Bacterial two-component regulatory systems control the expression of target genes through regulated changes in protein phosphorylation. Signal reception alters the ability of a membrane-bound histidine kinase (HK) protein to transfer phosphate from ATP to a highly conserved histidine residue. The transfer of phosphate from the histidine to an aspartate residue on the cognate response regulator (RR) changes the ability of the latter protein to bind to target DNA sequences and to alter gene transcription.
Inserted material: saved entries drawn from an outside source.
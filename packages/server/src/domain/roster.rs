//! Roster construction.

/// Build the roster broadcast to every member.
///
/// Identities are sorted for deterministic output. Each connection
/// contributes one entry, so shared identities appear more than once.
pub fn build_roster<'a>(identities: impl IntoIterator<Item = &'a str>) -> Vec<String> {
    let mut roster: Vec<String> = identities.into_iter().map(str::to_string).collect();
    roster.sort();
    roster
}

#[cfg(test)]
mod tests {
    use super::*;

    #[test]
    fn test_build_roster_with_no_members() {
        // テスト項目: 参加者がいない場合、空のロスターが返される
        // given (前提条件):
        let identities: Vec<&str> = vec![];

        // when (操作):
        let result = build_roster(identities);

        // then (期待する結果):
        assert!(result.is_empty());
    }

    #[test]
    fn test_build_roster_sorts_identities() {
        // テスト項目: ロスターは identity の昇順に並ぶ
        // given (前提条件):
        let identities = vec!["charlie", "alice", "bob"];

        // when (操作):
        let result = build_roster(identities);

        // then (期待する結果):
        assert_eq!(result, vec!["alice", "bob", "charlie"]);
    }

    #[test]
    fn test_build_roster_keeps_shared_identities() {
        // テスト項目: 同じ identity の接続が複数ある場合、接続ごとにエントリが残る
        // given (前提条件):
        let identities = vec!["Anonymous", "alice", "Anonymous"];

        // when (操作):
        let result = build_roster(identities);

        // then (期待する結果):
        assert_eq!(result, vec!["Anonymous", "Anonymous", "alice"]);
    }
}
//! Inbound pump: transport -> hub.

use crate::{
    domain::{ConnectionId, HubError, InboundTransport, Message, TransportError},
    hub::Hub,
};

/// Forward every payload received on `transport` to the hub as a chat message
/// from connection `id`.
///
/// Returns once the transport fails or closes; that is an ordinary
/// disconnect and yields `Ok(())`. The caller owns the matching leave.
///
/// # Errors
///
/// Returns [`HubError::Unavailable`] if the hub stopped accepting events.
pub async fn read_pump<T>(
    mut transport: T,
    hub: &Hub,
    id: ConnectionId,
    identity: &str,
) -> Result<(), HubError>
where
    T: InboundTransport,
{
    loop {
        let payload = match transport.receive_text().await {
            Ok(payload) => payload,
            Err(TransportError::Closed) => {
                tracing::debug!("Client '{}' closed the connection", identity);
                return Ok(());
            }
            Err(e) => {
                tracing::info!("Client '{}' read error: {}", identity, e);
                return Ok(());
            }
        };

        tracing::debug!("Received {} byte(s) from '{}'", payload.len(), identity);
        hub.forward(id, Message::chat(identity, payload)).await?;
    }
}
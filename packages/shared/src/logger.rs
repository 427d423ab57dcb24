//! Logging setup utilities.

use tracing_subscriber::{layer::SubscriberExt, util::SubscriberInitExt};

/// Initialize the tracing subscriber with the specified default log level.
///
/// Every target in `targets` is enabled at `default_log_level`. The filter can be
/// overridden entirely with the `RUST_LOG` environment variable.
///
/// # Arguments
///
/// * `targets` - Crate names to enable (e.g. `["hubbub_server", "tower_http"]`)
/// * `default_log_level` - The default log level (e.g., "debug", "info", "warn", "error")
///
/// # Examples
///
/// ```no_run
/// use hubbub_shared::logger::setup_logger;
///
/// setup_logger(&["hubbub_server", "tower_http"], "debug");
/// ```
pub fn setup_logger(targets: &[&str], default_log_level: &str) {
    tracing_subscriber::registry()
        .with(
            tracing_subscriber::EnvFilter::try_from_default_env()
                .unwrap_or_else(|_| default_directives(targets, default_log_level).into()),
        )
        .with(tracing_subscriber::fmt::layer())
        .init();
}

/// Build the `EnvFilter` directive string used when `RUST_LOG` is unset.
///
/// Hyphens are replaced with underscores since tracing targets use module paths.
pub fn default_directives(targets: &[&str], default_log_level: &str) -> String {
    targets
        .iter()
        .map(|target| format!("{}={}", target.replace('-', "_"), default_log_level))
        .collect::<Vec<_>>()
        .join(",")
}

#[cfg(test)]
mod tests {
    use super::*;

    #[test]
    fn test_default_directives_with_multiple_targets() {
        // テスト項目: 複数のターゲットがカンマ区切りのディレクティブに変換される
        // given (前提条件):
        let targets = ["hubbub-server", "tower_http"];

        // when (操作):
        let result = default_directives(&targets, "debug");

        // then (期待する結果):
        assert_eq!(result, "hubbub_server=debug,tower_http=debug");
    }

    #[test]
    fn test_default_directives_with_no_targets() {
        // テスト項目: ターゲットが空の場合、空文字列が返される
        // given (前提条件):
        let targets: [&str; 0] = [];

        // when (操作):
        let result = default_directives(&targets, "info");

        // then (期待する結果):
        assert_eq!(result, "");
    }
}
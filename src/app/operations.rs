//! Book operations that go through the API and the overlays
//!
//! Anything that awaits runs on a spawned task and reports back with an
//! [`Event`]; app state is only touched from the event loop.

use super::{App, BookForm, DetailView, FormMode, View};
use crate::books::Book;
use crate::errors::{ApiError, HookError};
use crate::event::Event;
use crate::overlay::{
    AlertPayload, CloseStep, ConfirmPayload, DialogOptions, DialogResult, NotificationAction,
    NotificationKey, OverlayId, PromptPayload, Severity,
};
use std::future::Future;
use tokio::sync::mpsc;

/// Dedup key for list load failures; repeats collapse into one notification
pub(super) fn load_error_key() -> NotificationKey {
    NotificationKey::new("books-load-error")
}

async fn notify(tx: &mpsc::Sender<Event>, message: String, severity: Severity) {
    if tx.send(Event::Notify { message, severity }).await.is_err() {
        tracing::debug!("Event channel closed, notification dropped");
    }
}

impl App {
    /// Run `task` on the runtime and feed its event back into the loop
    fn spawn_report<F>(&self, task: F)
    where
        F: Future<Output = Event> + Send + 'static,
    {
        let tx = self.event_tx.clone();
        tokio::spawn(async move {
            let event = task.await;
            if tx.send(event).await.is_err() {
                tracing::debug!("Event channel closed, dropping result");
            }
        });
    }

    /// Fetch the current list page
    pub(crate) fn load_books(&mut self) {
        self.list.loading = true;
        self.list.request += 1;
        let request = self.list.request;
        let query = self.list.query.clone();
        let api = self.api.clone();

        tracing::debug!(request, page = query.page, search = %query.search, "Loading books");
        self.spawn_report(async move {
            Event::BooksLoaded {
                request,
                result: api.list(&query).await,
            }
        });
    }

    pub(crate) fn report_load_error(&mut self, error: &ApiError) {
        tracing::warn!(error = %error, "Failed to load books");
        let tx = self.event_tx.clone();
        let retry = NotificationAction::new(Some("Retry".to_string()), move || {
            if tx.try_send(Event::Reload).is_err() {
                tracing::warn!("Event channel full, retry dropped");
            }
        });
        let options = self
            .overlays
            .toast(Severity::Error)
            .key(load_error_key())
            .action(retry);
        self.overlays.show_notification(error.to_string(), options);
    }

    /// Switch to the detail view and fetch the book
    pub(crate) fn open_book(&mut self, id: u64) {
        self.view = View::Detail;
        let cached = self
            .detail
            .as_ref()
            .filter(|d| d.id == id)
            .and_then(|d| d.book.clone());
        self.detail = Some(DetailView {
            id,
            book: cached,
            loading: true,
        });

        let api = self.api.clone();
        self.spawn_report(async move {
            Event::BookLoaded {
                id,
                result: api.get(id).await,
            }
        });
    }

    pub(crate) fn book_loaded(&mut self, id: u64, result: Result<Book, ApiError>) {
        let Some(detail) = self.detail.as_mut().filter(|d| d.id == id) else {
            tracing::debug!(id, "Ignoring book for a closed detail view");
            return;
        };
        detail.loading = false;

        match result {
            Ok(book) => detail.book = Some(book),
            Err(e) => {
                tracing::warn!(id, error = %e, "Failed to load book");
                let pending = self
                    .overlays
                    .dialogs_mut()
                    .alert(AlertPayload::new(e.to_string()).title("Error"), DialogOptions::default());
                let tx = self.event_tx.clone();
                tokio::spawn(async move {
                    match pending.await {
                        Ok(()) => {
                            let _ = tx.send(Event::ShowList).await;
                        }
                        Err(e) => tracing::debug!(error = %e, "Error alert dismissed"),
                    }
                });
            }
        }
    }

    pub(crate) fn open_form(&mut self, form: BookForm) {
        tracing::debug!(mode = ?form.mode, "Opening form");
        self.form = Some(form);
        self.view = View::Form;
    }

    /// Validate and send the form; errors stay on the form
    pub(crate) fn submit_form(&mut self) {
        let Some(form) = self.form.as_mut() else {
            return;
        };
        if form.submitting {
            return;
        }
        let Some(draft) = form.submit() else {
            return;
        };
        form.submitting = true;
        let mode = form.mode;
        let api = self.api.clone();

        self.spawn_report(async move {
            match mode {
                FormMode::Create => Event::BookSaved {
                    edited: None,
                    result: api.create(&draft).await.map(|book| book.id),
                },
                FormMode::Edit(id) => Event::BookSaved {
                    edited: Some(id),
                    result: api.update(id, &draft).await.map(|()| id),
                },
            }
        });
    }

    pub(crate) fn book_saved(&mut self, edited: Option<u64>, result: Result<u64, ApiError>) {
        if let Some(form) = self.form.as_mut() {
            form.submitting = false;
        }

        let (message, severity) = match (&result, edited) {
            (Ok(_), None) => ("Book created successfully.".to_string(), Severity::Success),
            (Ok(_), Some(_)) => ("Book edited successfully.".to_string(), Severity::Success),
            (Err(e), None) => (format!("Failed to create book. Reason: {e}"), Severity::Error),
            (Err(e), Some(_)) => (format!("Failed to edit book. Reason: {e}"), Severity::Error),
        };
        let options = self.overlays.toast(severity);
        self.overlays.show_notification(message, options);

        match (result, edited) {
            (Ok(id), None) => {
                tracing::info!(id, "Book created");
                self.show_list();
                self.load_books();
            }
            (Ok(id), Some(_)) => {
                tracing::info!(id, "Book updated");
                self.form = None;
                self.open_book(id);
            }
            (Err(e), _) => tracing::warn!(error = %e, "Failed to save book"),
        }
    }

    /// Ask before deleting; the delete itself runs as the dialog's close hook
    pub(crate) fn confirm_delete(&mut self, book: &Book) {
        let id = book.id;
        let api = self.api.clone();
        let hook_tx = self.event_tx.clone();

        let options = DialogOptions::default().on_close(move |result| {
            let api = api.clone();
            let tx = hook_tx.clone();
            async move {
                if result != DialogResult::Confirmed(true) {
                    return Ok(());
                }
                match api.delete(id).await {
                    Ok(()) => {
                        notify(&tx, "Book deleted successfully.".to_string(), Severity::Success)
                            .await;
                        Ok(())
                    }
                    Err(e) => {
                        notify(&tx, format!("Failed to delete book. Reason: {e}"), Severity::Error)
                            .await;
                        Err(HookError::from(e))
                    }
                }
            }
        });

        let payload = ConfirmPayload::new(format!("Do you wish to delete {}?", book.title))
            .title("Delete book?")
            .severity(Severity::Error)
            .ok_text("Delete")
            .cancel_text("Cancel");
        let pending = self.overlays.dialogs_mut().confirm(payload, options);

        let tx = self.event_tx.clone();
        tokio::spawn(async move {
            match pending.await {
                Ok(true) => {
                    let _ = tx.send(Event::BookDeleted(id)).await;
                }
                Ok(false) => tracing::debug!(id, "Delete cancelled"),
                Err(e) => tracing::debug!(id, error = %e, "Delete dialog dismissed"),
            }
        });
    }

    /// Ask for a book id and open it
    pub(crate) fn prompt_go_to_book(&mut self) {
        let payload = PromptPayload::new("Book id").title("Go to book");
        let initial = payload.initial.clone();
        let pending = self
            .overlays
            .dialogs_mut()
            .prompt(payload, DialogOptions::default());
        self.prompt_inputs.insert(pending.id(), initial);

        let tx = self.event_tx.clone();
        tokio::spawn(async move {
            let event = match pending.await {
                Ok(Some(text)) => match text.trim().parse::<u64>() {
                    Ok(id) => Event::OpenBook(id),
                    Err(_) => Event::Notify {
                        message: format!("'{}' is not a book id", text.trim()),
                        severity: Severity::Warning,
                    },
                },
                Ok(None) => return,
                Err(e) => {
                    tracing::debug!(error = %e, "Go-to prompt dismissed");
                    return;
                }
            };
            let _ = tx.send(event).await;
        });
    }

    /// Host side of a dialog close: resolve now or run the hook off-loop
    pub(crate) fn close_dialog(&mut self, id: OverlayId, result: DialogResult) {
        match self.overlays.dialogs_mut().begin_close(id, result.clone()) {
            Ok(CloseStep::Resolved | CloseStep::Ignored) => {}
            Ok(CloseStep::RunHook(hook)) => {
                self.spawn_report(async move {
                    let outcome = hook.await;
                    Event::DialogHookFinished {
                        id,
                        result,
                        outcome,
                    }
                });
            }
            Err(e) => tracing::warn!(id = %id, error = %e, "Dialog close rejected"),
        }
    }
}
UhpB is the HK protein which controls production of the sugar phosphate transporter UhpT. Elevated expression of full-length UhpB or of a soluble hybrid protein, GST-Bc, which is glutathione S-transferase (GST) fused to the cytoplasmic C-terminal portion of UhpB, results in complete blockage of uhpT expression in a uhp(+) strain. This dominant-negative interference could result from the ability of GST-Bc to bind and sequester the RR UhpA and to accelerate its dephosphorylation. The portion of GST-Bc responsible for the interference phenotype was localized using truncation, linker insertion, and point mutations to the region between residues 293 and 366 flanking His-313, the putative site of autophosphorylation. Point mutations which allow GST-Bc to activate uhpT expression or which relieve the interference phenotype were obtained at numerous sites throughout this region. This region of UhpB is related to the phosphoryl transfer domain of EnvZ, which forms half of an interdimer four-helix bundle and is responsible for dimerization of its cytoplasmic domain. The expression of GST fusion proteins carrying the corresponding portions of EnvZ strongly interfered with the activation of porin gene expression by OmpR. The GST-Bc protein accelerated dephosphorylation of P-UhpA. Reverse transfer of phosphate from P-UhpA to GST-Bc was observed in the presence of the metal chelator EDTA and depended on the presence of His-313. Phosphate transfer from P-UhpA to the liberated phosphoryl transfer domain also occurred. Taken together, these results indicate that the phosphoryl transfer-dimerization domain of UhpB participates in the specific binding of UhpA, in the control of autokinase activity, and in the dephosphorylation of P-UhpA.